Although Kohler claims he has not received complaints from governments involved in the project, sources in the UK disagree. "The British government has two main issues over JSF production: work share and technology transfer," one source said. "They may not be aired in the media - the British prefer diplomacy and bilateral talks - but behind closed doors, the concerns are real and strongly voiced."

Partners say they need more access to information to maintain and modify the aircraft. Tightening the rules, they say, could increase costs and create headaches. Britain and Italy are interested in hosting JSF regional maintenance centers and final assembly lines, both of which will require extensive transfer of technology.

Air Chief Marshal Sir Jock Stirrup, the Britain's chief of the air staff and soon to become chief of the Defence Staff, obliquely outlined his concerns last October. "The effect I want to see is an ability to adapt the aircraft quickly and affordably when we need to," Stirrup told the Defence Select Committee. "If the system of adapting, modifying, the aircraft is so cumbersome that we cannot do it in operational time scales, then that will be a serious encumbrance."

US industry representatives are none too keen on the idea of tightening restrictions either, especially as commercially available components may be caught in the net. Some are suggesting that the US government is controlling too much and not focusing attention on the things that ought to be controlled.

The US is also being told that over-rigorous controls might alienate its allies and irritate its friends – and undermine its industrial and economic interests.
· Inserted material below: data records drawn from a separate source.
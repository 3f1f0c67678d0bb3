//! [`tracing::Span`] constructors for the client's top-level operations.
//!
//! Consistent span names and fields make runs easy to filter and correlate
//! across the JSON and human log formats.

use alloy_primitives::Address;
use powers_types::{ActionId, ChainId, LawId};
use tracing::{info_span, Span};

/// One readiness evaluation of an action.
pub fn checks_span(org: Address, law: LawId, action_id: ActionId, account: Address) -> Span {
    info_span!("checks", org = %org, law = %law, action_id = %action_id, account = %account)
}

/// Fetching an organization and its laws.
pub fn organization_span(org: Address, chain: ChainId) -> Span {
    info_span!("organization", org = %org, chain = %chain)
}

/// A whole deployment run.
pub fn deployment_span(primary: &str, chain: ChainId, strategy: &str) -> Span {
    info_span!("deployment", primary = %primary, chain = %chain, strategy = %strategy)
}
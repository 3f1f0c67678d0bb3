//! Named fan-out of ledger reads.
//!
//! Reads are requested by name, run concurrently, and joined into a map of
//! named results. A read requested twice is issued once.

use futures_util::future::{try_join_all, BoxFuture};
use powers_types::{ActionState, BlockNumber, LawId};
use std::collections::BTreeMap;
use std::future::Future;

use crate::GovernanceError;

/// A ledger read the evaluator may need.
#[derive(Clone, Copy, Debug, PartialEq, Eq, PartialOrd, Ord, Hash)]
pub enum Read {
    /// Whether the account may call the law.
    Role,
    ActionState,
    /// The `voteEnd` word of the action's vote data.
    VoteEnd,
    HasVoted,
    /// Block of the law's most recent fulfillment.
    LatestFulfillment,
    CurrentBlock,
    /// State of the same call data and nonce under another law.
    DependencyState(LawId),
}

#[derive(Clone, Copy, Debug, PartialEq, Eq)]
pub enum ReadValue {
    Bool(bool),
    State(ActionState),
    Block(BlockNumber),
}

/// Pending reads, keyed by name.
pub struct ReadSet<'a> {
    pending: BTreeMap<Read, BoxFuture<'a, Result<ReadValue, GovernanceError>>>,
}

impl<'a> ReadSet<'a> {
    pub fn new() -> Self {
        Self {
            pending: BTreeMap::new(),
        }
    }

    /// Register `read`. Returns `false` (dropping `fut` unpolled) if it is
    /// already registered.
    pub fn request<F>(&mut self, read: Read, fut: F) -> bool
    where
        F: Future<Output = Result<ReadValue, GovernanceError>> + Send + 'a,
    {
        if self.pending.contains_key(&read) {
            return false;
        }
        self.pending.insert(read, Box::pin(fut));
        true
    }

    pub fn len(&self) -> usize {
        self.pending.len()
    }

    pub fn is_empty(&self) -> bool {
        self.pending.is_empty()
    }

    /// Run every read concurrently. The first failure aborts the rest.
    pub async fn join(self) -> Result<ReadResults, GovernanceError> {
        let (names, futures): (Vec<_>, Vec<_>) = self.pending.into_iter().unzip();
        let values = try_join_all(futures).await?;
        Ok(ReadResults {
            values: names.into_iter().zip(values).collect(),
        })
    }
}

impl Default for ReadSet<'_> {
    fn default() -> Self {
        Self::new()
    }
}

/// Joined results of a [`ReadSet`].
#[derive(Clone, Debug, Default, PartialEq, Eq)]
pub struct ReadResults {
    values: BTreeMap<Read, ReadValue>,
}

impl ReadResults {
    pub fn get(&self, read: Read) -> Option<ReadValue> {
        self.values.get(&read).copied()
    }

    pub fn len(&self) -> usize {
        self.values.len()
    }

    pub fn is_empty(&self) -> bool {
        self.values.is_empty()
    }

    pub fn flag(&self, read: Read) -> Result<bool, GovernanceError> {
        match self.get(read) {
            Some(ReadValue::Bool(value)) => Ok(value),
            other => Err(missing(read, other)),
        }
    }

    pub fn state(&self, read: Read) -> Result<ActionState, GovernanceError> {
        match self.get(read) {
            Some(ReadValue::State(state)) => Ok(state),
            other => Err(missing(read, other)),
        }
    }

    pub fn block(&self, read: Read) -> Result<BlockNumber, GovernanceError> {
        match self.get(read) {
            Some(ReadValue::Block(block)) => Ok(block),
            other => Err(missing(read, other)),
        }
    }
}

fn missing(read: Read, found: Option<ReadValue>) -> GovernanceError {
    match found {
        None => GovernanceError::InvalidAction(format!("read {read:?} was not requested")),
        Some(value) => {
            GovernanceError::InvalidAction(format!("read {read:?} returned unexpected {value:?}"))
        }
    }
}

#[cfg(test)]
mod tests {
    use super::*;
    use futures_util::future::ready;
    use powers_ledger::LedgerError;
    use std::sync::atomic::{AtomicUsize, Ordering};

    #[tokio::test]
    async fn joins_results_by_name() {
        let mut reads = ReadSet::new();
        reads.request(Read::Role, ready(Ok(ReadValue::Bool(true))));
        reads.request(Read::CurrentBlock, ready(Ok(ReadValue::Block(42))));
        reads.request(
            Read::DependencyState(LawId::new(2)),
            ready(Ok(ReadValue::State(ActionState::Fulfilled))),
        );

        let results = reads.join().await.unwrap();
        assert_eq!(results.len(), 3);
        assert!(results.flag(Read::Role).unwrap());
        assert_eq!(results.block(Read::CurrentBlock).unwrap(), 42);
        assert_eq!(
            results.state(Read::DependencyState(LawId::new(2))).unwrap(),
            ActionState::Fulfilled
        );
    }

    #[tokio::test]
    async fn duplicate_request_is_issued_once() {
        let issued = AtomicUsize::new(0);
        let mut reads = ReadSet::new();
        for _ in 0..3 {
            let issued = &issued;
            reads.request(Read::ActionState, async move {
                issued.fetch_add(1, Ordering::SeqCst);
                Ok(ReadValue::State(ActionState::Active))
            });
        }
        assert_eq!(reads.len(), 1);
        reads.join().await.unwrap();
        assert_eq!(issued.load(Ordering::SeqCst), 1);
    }

    #[tokio::test]
    async fn one_failing_read_fails_the_join() {
        let mut reads = ReadSet::new();
        reads.request(Read::Role, ready(Ok(ReadValue::Bool(true))));
        reads.request(
            Read::ActionState,
            ready(Err(GovernanceError::Ledger(LedgerError::Transport(
                "reset".into(),
            )))),
        );
        let err = reads.join().await.unwrap_err();
        assert!(matches!(err, GovernanceError::Ledger(LedgerError::Transport(_))));
    }

    #[tokio::test]
    async fn wrong_kind_is_reported() {
        let mut reads = ReadSet::new();
        reads.request(Read::Role, ready(Ok(ReadValue::Block(1))));
        let results = reads.join().await.unwrap();
        assert!(results.flag(Read::Role).is_err());
        assert!(results.block(Read::VoteEnd).is_err());
    }
}
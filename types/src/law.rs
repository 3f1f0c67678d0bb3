//! Laws and the conditions gating their execution.

use alloy_primitives::Address;
use serde::{Deserialize, Serialize};

use crate::{LawId, RoleId};

/// Gating parameters attached to a law.
///
/// Block intervals are counted in ledger blocks. Law references of `0` mean
/// "no dependency".
#[derive(Clone, Debug, PartialEq, Eq, Serialize, Deserialize)]
pub struct Conditions {
    /// Role an account must hold to call the law.
    pub allowed_role: RoleId,
    /// Minimum participation (percent). `0` means the law runs without a vote.
    #[serde(default)]
    pub quorum: u8,
    /// Approval threshold (percent).
    #[serde(default)]
    pub succeed_at: u8,
    #[serde(default)]
    pub voting_period: u64,
    /// Minimum blocks between successive fulfillments.
    #[serde(default)]
    pub throttle_execution: u64,
    /// Minimum blocks between vote end and execution.
    #[serde(default)]
    pub delay_execution: u64,
    #[serde(default = "no_law")]
    pub need_fulfilled: LawId,
    #[serde(default = "no_law")]
    pub need_not_fulfilled: LawId,
    /// Informational only; never produces a predicate.
    #[serde(default = "no_law")]
    pub read_state_from: LawId,
}

fn no_law() -> LawId {
    LawId::NONE
}

impl Conditions {
    /// Conditions for a law any holder of `role` may run immediately.
    pub fn open(role: RoleId) -> Self {
        Self {
            allowed_role: role,
            quorum: 0,
            succeed_at: 0,
            voting_period: 0,
            throttle_execution: 0,
            delay_execution: 0,
            need_fulfilled: LawId::NONE,
            need_not_fulfilled: LawId::NONE,
            read_state_from: LawId::NONE,
        }
    }

    /// Whether the law's actions must pass a vote before execution.
    pub fn requires_vote(&self) -> bool {
        self.quorum > 0
    }

    pub fn has_delay(&self) -> bool {
        self.delay_execution > 0
    }

    pub fn has_throttle(&self) -> bool {
        self.throttle_execution > 0
    }

    /// Laws this law depends on, in field order, skipping empty references.
    pub fn dependencies(&self) -> Vec<LawId> {
        [
            self.need_fulfilled,
            self.need_not_fulfilled,
            self.read_state_from,
        ]
        .into_iter()
        .filter_map(LawId::dependency)
        .collect()
    }
}

/// An executable rule module adopted by an organization.
#[derive(Clone, Debug, PartialEq, Eq, Serialize, Deserialize)]
pub struct Law {
    pub index: LawId,
    pub address: Address,
    pub conditions: Conditions,
    /// Declared ABI types of the law's input tuple, e.g. `["address", "uint256"]`.
    #[serde(default)]
    pub input_params: Vec<String>,
    #[serde(default)]
    pub description: String,
    /// The ledger may flip this when the law is revoked or re-adopted.
    pub active: bool,
}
But it has such good evidence of technology leakage to the Chinese from Europe that it does not seem minded to give European companies the benefit of the doubt.

That is what happens when trust starts to break down and, with the UK working ever-closer with EU member states on defence issues, British access to US technology is likely to suffer. This could be damaging for the projected aircraft carrier project, being undertaken in co-operation with France, especially as the US suspects the designs will be passed on to China, which has ambitions to build her own aircraft carrier fleet to challenge US naval supremacy in the Pacific.

We could, therefore, find ourselves in the position of seeking to build carrier to fly US aircraft – in this case the JSF – without access to the technology which enables us to operate them, prejudicing the viability of the whole project.

Thus, as the US grip tightens, we are drawn ever closer to that point when our government is going to have to decide whether who its real allies are. The traditional rôle of the UK providing a "bridge" between Europe and the US no longer looks sustainable.